Saturday, September 19, 2015

The Nefarious Bar Exam Conspiracy Continues

From Bloomberg:
Performance on the bar exam has continued to slip, early results show.

The average score on the multiple-choice portion of the July test fell 1.6 points from the previous year, reaching its lowest level since 1988, according to data provided to Bloomberg by the National Conference of Bar Examiners.
And so it continues that our current law graduates - who are all clearly intelligent and hard-working - are not doing as well on the bar examination.

It's incredibly easy to continue blaming this on the student quality. Indeed, such a conclusion would be warranted by every existing piece of evidence such that it could probably withstand the scrutiny of proof beyond a reasonable doubt. And sure enough, Erica Moser, being all rational and shit, is quick to play that card:
"It was not unexpected," says Erica Moeser, the president of the NCBE, which creates the multiple choice part of the test. "We are in a period where we can expect to see some decline, until the market for going to law school improves."
One explanation of science-based thinking is coming up with a theory based on past observations and then seeing a predictable outcome result. Moser, whose office employs real psychometricians, is likely approaching the situation with that mindset.

But that's pernicious bullshit. Sure, you can have your simpleton scientific cause-and-effect explanations that make so much sense I can't believe I'm parodying the inevitable boo-hoo response that will come from the legal academy.

As lawyers, we know better. We know that there are things called conspiracies and if this isn't a giant big conspiracy designed to deprive worthy lawyers of their licenses, I'll eat my hat while having relations with a Victoria's Secret model.

Sure, law schools could be admitting less-able students.

But I'd personally rather believe that the NCBE has developed a multiyear conspiracy to deprive Americans access to justice in order to milk additional bar examination fees. I demand a full-scale audit of the last twenty administrators of the MBE so I can have a paid expert denounce the process.  Our law students are working too hard to have to wait an additional six months to practice due to our failure to educate them to the extent desired by the NCBE's conspirators.

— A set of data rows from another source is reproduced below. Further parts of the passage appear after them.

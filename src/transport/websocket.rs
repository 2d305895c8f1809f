//! WebSocket transport over tokio-tungstenite.

use std::borrow::Cow;

use futures_util::{SinkExt, StreamExt};
use tokio::sync::mpsc;
use tokio_tungstenite::connect_async;
use tokio_tungstenite::tungstenite::protocol::{CloseFrame, Message, frame::coding::CloseCode};
use tracing::{debug, info, warn};

use super::connector::{Connector, Outbound, TransportHandle, TransportSink};
use crate::core::CLOSE_ABNORMAL;

/// Close code reported when the peer closed without a status.
const CLOSE_NO_STATUS: u16 = 1005;

/// Opens one WebSocket per connect attempt, each driven by its own task.
///
/// Must be used from within a tokio runtime.
#[derive(Debug, Clone, Copy, Default)]
pub struct WebSocketConnector;

impl WebSocketConnector {
    /// Create a connector.
    pub fn new() -> Self {
        Self
    }
}

impl Connector for WebSocketConnector {
    fn open(&self, url: &str, sink: TransportSink) -> TransportHandle {
        let (handle, outbound) = TransportHandle::channel();
        tokio::spawn(run_socket(url.to_owned(), sink, outbound));
        handle
    }
}

async fn run_socket(url: String, sink: TransportSink, mut outbound: mpsc::UnboundedReceiver<Outbound>) {
    let generation = sink.generation();
    let ws = match connect_async(url.as_str()).await {
        Ok((ws, _response)) => ws,
        Err(e) => {
            warn!(generation, error = %e, "gateway websocket connect failed");
            sink.closed(CLOSE_ABNORMAL, e.to_string());
            return;
        }
    };
    info!(generation, url = %url, "gateway websocket connected");
    sink.opened();

    let (mut write, mut read) = ws.split();
    loop {
        tokio::select! {
            frame = outbound.recv() => match frame {
                Some(Outbound::Text(text)) => {
                    if let Err(e) = write.send(Message::Text(text)).await {
                        sink.closed(CLOSE_ABNORMAL, e.to_string());
                        return;
                    }
                }
                Some(Outbound::Close { code, reason }) => {
                    let frame = CloseFrame {
                        code: CloseCode::from(code),
                        reason: Cow::Owned(reason.clone()),
                    };
                    if let Err(e) = write.send(Message::Close(Some(frame))).await {
                        debug!(generation, error = %e, "close frame not sent");
                    }
                    sink.closed(code, reason);
                    return;
                }
                None => {
                    // Handle dropped without an explicit close.
                    let _ = write.send(Message::Close(None)).await;
                    return;
                }
            },
            message = read.next() => match message {
                Some(Ok(Message::Text(text))) => {
                    sink.message(text);
                }
                Some(Ok(Message::Ping(data))) => {
                    let _ = write.send(Message::Pong(data)).await;
                }
                Some(Ok(Message::Close(frame))) => {
                    let (code, reason) = frame
                        .map(|f| (u16::from(f.code), f.reason.into_owned()))
                        .unwrap_or((CLOSE_NO_STATUS, String::new()));
                    debug!(generation, code, "gateway closed websocket");
                    sink.closed(code, reason);
                    return;
                }
                Some(Ok(_)) => {}
                Some(Err(e)) => {
                    sink.closed(CLOSE_ABNORMAL, e.to_string());
                    return;
                }
                None => {
                    sink.closed(CLOSE_ABNORMAL, "connection reset");
                    return;
                }
            },
        }
    }
}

But more importantly, we need to realize that the evil, greedy conspirators, working for a private entity with no transparency, are not likely to change. We're stuck with these assholes serving as the douchebag doormen at the premium club who never lets you in. Knowing that reality, what can we possibly do to exploit students further while passing it off as a necessary change for their own good in the face of troubling circumstances?

I say bar exam coursework for eight weeks just isn't enough.

We need to add a fourth year of law school.

I know, I know - that means we'll have to hire more faculty and that law schools will be bigger. But clearly, three years isn't enough to properly teach and train the current crop of law students. Three years is barely sufficient.

Adding a fourth year of law school that is nothing but bar examination preparation just might be what is needed to get these 148 LSATs over the top. It will be a setback for law schools to try and service an extra, expensive year of law school, but it will no doubt be worth it to better serve law students when we have such conniving bad faith scientists running the nation's bar exam programs.

You gotta do what ya gotta do.

14 comments:

  1. Nefarious and pastafarious! It's a conspiracy against life itself.

    Every child is a genius. Every student can become an international environmental sports attorney. Shame on those fake scientists for destroying so many dreams.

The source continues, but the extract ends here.